• **DATA**:
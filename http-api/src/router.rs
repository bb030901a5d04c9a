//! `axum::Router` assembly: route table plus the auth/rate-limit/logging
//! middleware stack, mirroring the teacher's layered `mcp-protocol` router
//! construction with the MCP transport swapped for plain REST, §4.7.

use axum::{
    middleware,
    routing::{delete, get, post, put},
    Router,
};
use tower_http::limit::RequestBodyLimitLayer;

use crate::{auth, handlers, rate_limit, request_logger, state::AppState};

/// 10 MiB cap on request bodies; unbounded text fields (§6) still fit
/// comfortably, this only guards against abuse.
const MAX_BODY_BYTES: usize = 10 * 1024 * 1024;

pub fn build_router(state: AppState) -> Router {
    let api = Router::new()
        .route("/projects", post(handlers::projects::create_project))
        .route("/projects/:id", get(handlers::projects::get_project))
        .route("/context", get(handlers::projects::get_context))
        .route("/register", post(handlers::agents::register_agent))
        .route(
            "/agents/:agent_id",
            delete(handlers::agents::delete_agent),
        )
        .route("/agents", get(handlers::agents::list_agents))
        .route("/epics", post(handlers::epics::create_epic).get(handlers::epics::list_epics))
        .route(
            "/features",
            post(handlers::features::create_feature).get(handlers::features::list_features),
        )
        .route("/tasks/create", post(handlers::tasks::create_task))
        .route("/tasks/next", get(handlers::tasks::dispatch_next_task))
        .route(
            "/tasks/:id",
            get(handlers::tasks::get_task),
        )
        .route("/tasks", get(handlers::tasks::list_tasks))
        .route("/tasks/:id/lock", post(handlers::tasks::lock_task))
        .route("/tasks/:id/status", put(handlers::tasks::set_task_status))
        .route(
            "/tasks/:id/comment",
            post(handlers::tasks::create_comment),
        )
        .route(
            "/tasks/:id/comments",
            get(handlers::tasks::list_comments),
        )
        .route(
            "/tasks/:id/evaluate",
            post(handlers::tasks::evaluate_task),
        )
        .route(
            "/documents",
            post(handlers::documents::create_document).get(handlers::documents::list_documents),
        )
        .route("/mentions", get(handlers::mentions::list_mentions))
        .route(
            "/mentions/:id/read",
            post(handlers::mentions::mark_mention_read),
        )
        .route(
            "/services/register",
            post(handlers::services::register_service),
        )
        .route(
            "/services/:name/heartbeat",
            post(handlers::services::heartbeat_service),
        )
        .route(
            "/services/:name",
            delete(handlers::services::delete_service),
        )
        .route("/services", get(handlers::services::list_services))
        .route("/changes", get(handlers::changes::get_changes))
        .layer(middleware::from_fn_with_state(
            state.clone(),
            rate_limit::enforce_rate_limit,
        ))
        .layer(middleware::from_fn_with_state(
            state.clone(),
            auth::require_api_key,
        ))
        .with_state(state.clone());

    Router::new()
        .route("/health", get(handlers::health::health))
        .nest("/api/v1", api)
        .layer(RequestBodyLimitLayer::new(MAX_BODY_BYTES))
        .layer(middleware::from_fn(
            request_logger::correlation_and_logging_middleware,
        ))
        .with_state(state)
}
* * *
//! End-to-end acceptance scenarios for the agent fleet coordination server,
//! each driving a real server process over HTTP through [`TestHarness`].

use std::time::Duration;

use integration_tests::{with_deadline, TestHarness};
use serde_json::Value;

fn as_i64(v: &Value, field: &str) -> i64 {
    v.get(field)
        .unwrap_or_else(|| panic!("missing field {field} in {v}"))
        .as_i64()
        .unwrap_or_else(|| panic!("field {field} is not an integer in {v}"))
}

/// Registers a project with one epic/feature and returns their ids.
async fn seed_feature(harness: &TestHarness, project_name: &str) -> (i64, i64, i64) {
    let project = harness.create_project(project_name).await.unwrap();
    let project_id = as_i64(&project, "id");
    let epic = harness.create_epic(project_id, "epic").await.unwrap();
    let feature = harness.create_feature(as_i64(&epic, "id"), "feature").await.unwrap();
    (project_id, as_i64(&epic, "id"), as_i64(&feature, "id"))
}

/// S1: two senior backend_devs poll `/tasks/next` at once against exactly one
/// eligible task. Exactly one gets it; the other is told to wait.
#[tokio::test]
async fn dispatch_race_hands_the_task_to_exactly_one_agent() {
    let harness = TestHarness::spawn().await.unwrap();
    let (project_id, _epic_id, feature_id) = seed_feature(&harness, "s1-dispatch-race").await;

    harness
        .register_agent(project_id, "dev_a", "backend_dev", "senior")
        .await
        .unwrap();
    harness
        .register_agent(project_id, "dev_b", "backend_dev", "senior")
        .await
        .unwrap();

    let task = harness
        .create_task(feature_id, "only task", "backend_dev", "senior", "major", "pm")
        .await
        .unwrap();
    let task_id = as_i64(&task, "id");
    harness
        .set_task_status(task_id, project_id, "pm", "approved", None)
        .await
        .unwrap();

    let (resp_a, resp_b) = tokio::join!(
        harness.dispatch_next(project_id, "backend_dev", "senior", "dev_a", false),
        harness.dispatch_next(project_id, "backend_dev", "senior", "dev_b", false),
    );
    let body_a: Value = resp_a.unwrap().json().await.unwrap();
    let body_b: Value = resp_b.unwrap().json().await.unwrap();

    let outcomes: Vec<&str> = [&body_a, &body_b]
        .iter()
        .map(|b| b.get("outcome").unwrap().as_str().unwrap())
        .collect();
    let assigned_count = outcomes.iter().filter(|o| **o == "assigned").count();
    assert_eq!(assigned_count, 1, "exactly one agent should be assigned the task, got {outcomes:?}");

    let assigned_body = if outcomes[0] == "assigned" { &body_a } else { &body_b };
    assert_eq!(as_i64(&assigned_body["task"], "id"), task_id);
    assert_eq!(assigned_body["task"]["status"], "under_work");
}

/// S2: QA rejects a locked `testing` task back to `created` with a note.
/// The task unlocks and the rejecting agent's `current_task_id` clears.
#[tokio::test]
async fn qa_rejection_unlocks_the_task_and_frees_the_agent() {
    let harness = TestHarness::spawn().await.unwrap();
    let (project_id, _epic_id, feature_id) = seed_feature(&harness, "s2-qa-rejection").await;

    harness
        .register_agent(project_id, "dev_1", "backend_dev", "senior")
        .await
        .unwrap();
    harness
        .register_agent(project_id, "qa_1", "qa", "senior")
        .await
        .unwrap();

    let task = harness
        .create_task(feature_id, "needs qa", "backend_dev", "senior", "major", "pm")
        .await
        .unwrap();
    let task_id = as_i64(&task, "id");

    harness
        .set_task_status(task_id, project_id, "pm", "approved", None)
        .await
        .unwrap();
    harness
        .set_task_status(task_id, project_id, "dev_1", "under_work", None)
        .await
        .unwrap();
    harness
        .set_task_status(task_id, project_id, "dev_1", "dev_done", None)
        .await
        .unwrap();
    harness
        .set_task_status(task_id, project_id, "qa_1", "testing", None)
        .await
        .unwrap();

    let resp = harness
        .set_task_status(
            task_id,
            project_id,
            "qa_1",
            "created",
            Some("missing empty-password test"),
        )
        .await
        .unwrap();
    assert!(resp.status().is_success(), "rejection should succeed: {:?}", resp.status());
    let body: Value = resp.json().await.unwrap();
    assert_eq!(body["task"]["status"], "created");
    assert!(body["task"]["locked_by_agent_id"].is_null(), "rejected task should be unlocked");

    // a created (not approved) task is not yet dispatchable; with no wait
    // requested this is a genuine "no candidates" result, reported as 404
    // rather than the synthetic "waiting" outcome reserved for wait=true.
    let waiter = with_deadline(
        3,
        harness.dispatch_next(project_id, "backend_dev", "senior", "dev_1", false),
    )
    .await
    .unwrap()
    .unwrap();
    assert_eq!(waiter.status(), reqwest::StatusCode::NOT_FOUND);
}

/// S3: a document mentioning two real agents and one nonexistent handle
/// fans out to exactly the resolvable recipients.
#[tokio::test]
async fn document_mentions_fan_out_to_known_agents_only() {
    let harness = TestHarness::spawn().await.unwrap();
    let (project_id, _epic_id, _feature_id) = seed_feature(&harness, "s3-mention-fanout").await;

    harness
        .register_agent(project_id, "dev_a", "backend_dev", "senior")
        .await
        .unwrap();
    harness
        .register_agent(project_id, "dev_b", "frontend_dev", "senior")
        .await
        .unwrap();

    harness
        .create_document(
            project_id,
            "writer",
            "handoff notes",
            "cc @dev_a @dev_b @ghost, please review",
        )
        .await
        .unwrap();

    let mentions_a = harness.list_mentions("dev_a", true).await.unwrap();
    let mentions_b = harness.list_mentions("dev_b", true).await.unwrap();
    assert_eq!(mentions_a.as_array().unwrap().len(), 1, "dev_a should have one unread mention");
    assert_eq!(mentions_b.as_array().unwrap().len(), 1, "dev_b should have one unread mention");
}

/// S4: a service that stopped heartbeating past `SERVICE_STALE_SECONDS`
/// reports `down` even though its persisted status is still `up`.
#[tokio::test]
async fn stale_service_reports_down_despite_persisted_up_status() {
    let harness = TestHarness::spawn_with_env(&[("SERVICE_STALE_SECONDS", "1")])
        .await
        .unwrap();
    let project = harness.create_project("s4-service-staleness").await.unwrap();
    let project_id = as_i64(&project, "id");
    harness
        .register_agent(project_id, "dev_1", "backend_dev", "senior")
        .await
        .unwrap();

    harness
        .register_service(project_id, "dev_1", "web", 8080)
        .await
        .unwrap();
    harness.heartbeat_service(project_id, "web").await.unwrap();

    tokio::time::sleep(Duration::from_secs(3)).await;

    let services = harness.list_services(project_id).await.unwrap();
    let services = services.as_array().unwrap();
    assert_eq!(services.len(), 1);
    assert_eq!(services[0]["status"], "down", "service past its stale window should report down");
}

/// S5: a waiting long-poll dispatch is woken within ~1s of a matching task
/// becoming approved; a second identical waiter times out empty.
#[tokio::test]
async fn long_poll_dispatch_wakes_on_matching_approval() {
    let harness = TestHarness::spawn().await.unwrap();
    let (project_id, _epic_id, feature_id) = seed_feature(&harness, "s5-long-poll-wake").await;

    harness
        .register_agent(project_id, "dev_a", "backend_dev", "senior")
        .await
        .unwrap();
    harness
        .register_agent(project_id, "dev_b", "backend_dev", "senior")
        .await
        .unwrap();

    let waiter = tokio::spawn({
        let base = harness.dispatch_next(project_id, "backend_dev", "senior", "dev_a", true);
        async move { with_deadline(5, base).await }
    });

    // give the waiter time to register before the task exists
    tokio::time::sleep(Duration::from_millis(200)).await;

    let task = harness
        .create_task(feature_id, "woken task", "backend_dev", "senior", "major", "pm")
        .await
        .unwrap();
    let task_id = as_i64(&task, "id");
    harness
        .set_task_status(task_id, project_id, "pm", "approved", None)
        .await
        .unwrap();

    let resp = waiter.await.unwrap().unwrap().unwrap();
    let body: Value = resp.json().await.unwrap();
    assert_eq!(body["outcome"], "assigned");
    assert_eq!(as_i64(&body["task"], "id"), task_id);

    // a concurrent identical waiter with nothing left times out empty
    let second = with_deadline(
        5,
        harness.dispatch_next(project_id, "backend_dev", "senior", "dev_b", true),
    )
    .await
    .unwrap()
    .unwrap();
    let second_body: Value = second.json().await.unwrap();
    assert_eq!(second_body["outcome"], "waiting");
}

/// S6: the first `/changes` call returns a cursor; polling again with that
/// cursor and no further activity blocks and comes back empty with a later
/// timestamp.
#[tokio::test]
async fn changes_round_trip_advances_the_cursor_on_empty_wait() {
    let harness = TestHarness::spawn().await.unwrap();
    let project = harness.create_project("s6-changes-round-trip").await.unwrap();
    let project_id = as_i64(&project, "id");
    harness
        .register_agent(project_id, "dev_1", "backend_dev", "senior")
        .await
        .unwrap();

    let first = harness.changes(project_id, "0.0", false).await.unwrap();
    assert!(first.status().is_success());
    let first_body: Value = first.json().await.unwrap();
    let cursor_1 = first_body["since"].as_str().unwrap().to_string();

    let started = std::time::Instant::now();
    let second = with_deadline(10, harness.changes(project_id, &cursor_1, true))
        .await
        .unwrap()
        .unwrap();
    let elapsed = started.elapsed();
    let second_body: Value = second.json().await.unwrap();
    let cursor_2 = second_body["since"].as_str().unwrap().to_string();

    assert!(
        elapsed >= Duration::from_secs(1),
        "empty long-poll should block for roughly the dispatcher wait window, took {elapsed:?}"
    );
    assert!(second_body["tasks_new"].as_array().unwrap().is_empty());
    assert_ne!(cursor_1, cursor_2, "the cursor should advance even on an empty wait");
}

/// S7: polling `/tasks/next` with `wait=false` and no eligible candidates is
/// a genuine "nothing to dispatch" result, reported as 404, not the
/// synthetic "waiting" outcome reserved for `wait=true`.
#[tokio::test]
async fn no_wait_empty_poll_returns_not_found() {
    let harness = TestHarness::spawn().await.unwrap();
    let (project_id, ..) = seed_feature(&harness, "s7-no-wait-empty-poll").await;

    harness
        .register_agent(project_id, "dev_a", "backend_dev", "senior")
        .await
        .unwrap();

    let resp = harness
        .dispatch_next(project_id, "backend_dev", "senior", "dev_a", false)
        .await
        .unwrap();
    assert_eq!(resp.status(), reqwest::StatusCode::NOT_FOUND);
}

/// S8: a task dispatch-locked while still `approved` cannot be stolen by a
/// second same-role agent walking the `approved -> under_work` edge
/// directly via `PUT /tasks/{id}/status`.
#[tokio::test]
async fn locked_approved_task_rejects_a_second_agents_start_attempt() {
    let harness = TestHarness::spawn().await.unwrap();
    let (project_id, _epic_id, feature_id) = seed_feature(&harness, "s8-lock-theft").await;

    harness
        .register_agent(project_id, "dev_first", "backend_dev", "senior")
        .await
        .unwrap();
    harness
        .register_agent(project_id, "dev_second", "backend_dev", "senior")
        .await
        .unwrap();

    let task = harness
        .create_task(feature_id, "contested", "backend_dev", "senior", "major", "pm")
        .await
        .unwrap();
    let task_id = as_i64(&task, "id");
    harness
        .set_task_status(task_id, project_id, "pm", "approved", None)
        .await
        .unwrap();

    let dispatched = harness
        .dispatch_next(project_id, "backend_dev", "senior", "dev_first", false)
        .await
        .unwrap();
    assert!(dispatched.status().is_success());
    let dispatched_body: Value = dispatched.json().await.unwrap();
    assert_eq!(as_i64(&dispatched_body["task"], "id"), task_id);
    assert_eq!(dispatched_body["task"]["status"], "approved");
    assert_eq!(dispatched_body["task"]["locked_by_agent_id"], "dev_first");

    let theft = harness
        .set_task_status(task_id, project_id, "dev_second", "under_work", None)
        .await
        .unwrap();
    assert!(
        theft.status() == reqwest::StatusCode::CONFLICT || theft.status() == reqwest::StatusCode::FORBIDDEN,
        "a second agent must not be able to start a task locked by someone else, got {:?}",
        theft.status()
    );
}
---
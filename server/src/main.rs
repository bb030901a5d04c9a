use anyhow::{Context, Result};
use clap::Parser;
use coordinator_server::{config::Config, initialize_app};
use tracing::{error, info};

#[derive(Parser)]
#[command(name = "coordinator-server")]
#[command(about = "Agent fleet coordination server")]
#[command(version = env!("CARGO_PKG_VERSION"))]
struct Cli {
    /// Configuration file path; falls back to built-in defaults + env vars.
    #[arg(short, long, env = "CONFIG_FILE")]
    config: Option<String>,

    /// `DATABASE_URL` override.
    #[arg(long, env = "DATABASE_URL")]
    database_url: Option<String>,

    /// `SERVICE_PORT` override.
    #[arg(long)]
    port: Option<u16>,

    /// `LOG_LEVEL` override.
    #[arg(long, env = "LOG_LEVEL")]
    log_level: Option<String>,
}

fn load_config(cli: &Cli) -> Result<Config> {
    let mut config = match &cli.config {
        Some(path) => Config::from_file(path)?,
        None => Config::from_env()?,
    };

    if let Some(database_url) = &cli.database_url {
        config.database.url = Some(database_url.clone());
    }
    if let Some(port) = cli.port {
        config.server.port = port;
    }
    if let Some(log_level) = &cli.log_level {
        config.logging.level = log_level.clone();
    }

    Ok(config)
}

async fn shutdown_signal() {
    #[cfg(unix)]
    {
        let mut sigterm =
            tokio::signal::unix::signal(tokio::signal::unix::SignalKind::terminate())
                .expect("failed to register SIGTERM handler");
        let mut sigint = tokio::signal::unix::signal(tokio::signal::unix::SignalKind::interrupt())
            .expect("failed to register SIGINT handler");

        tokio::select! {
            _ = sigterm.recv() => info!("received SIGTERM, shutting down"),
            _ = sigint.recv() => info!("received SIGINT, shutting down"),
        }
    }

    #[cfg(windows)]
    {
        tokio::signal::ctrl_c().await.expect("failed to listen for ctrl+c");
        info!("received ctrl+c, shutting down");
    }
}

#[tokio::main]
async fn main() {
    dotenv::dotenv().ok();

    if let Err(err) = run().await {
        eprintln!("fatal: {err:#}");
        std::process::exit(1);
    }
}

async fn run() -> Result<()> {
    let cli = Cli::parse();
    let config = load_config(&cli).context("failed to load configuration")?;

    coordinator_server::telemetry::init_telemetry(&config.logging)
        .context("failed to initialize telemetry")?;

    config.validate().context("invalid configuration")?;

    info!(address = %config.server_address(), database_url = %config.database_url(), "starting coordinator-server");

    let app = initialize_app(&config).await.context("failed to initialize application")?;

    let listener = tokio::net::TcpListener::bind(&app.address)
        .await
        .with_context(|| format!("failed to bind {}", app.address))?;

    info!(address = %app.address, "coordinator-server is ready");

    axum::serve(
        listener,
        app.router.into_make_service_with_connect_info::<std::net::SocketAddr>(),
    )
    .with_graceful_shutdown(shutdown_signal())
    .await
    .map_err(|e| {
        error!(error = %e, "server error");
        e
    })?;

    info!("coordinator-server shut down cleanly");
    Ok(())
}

• **WHAT THE TASK ASKS**:
Count up every line above that has the word "filename" in it; answer with the number alone.

• **ANSWER FOR THE TASK**:
2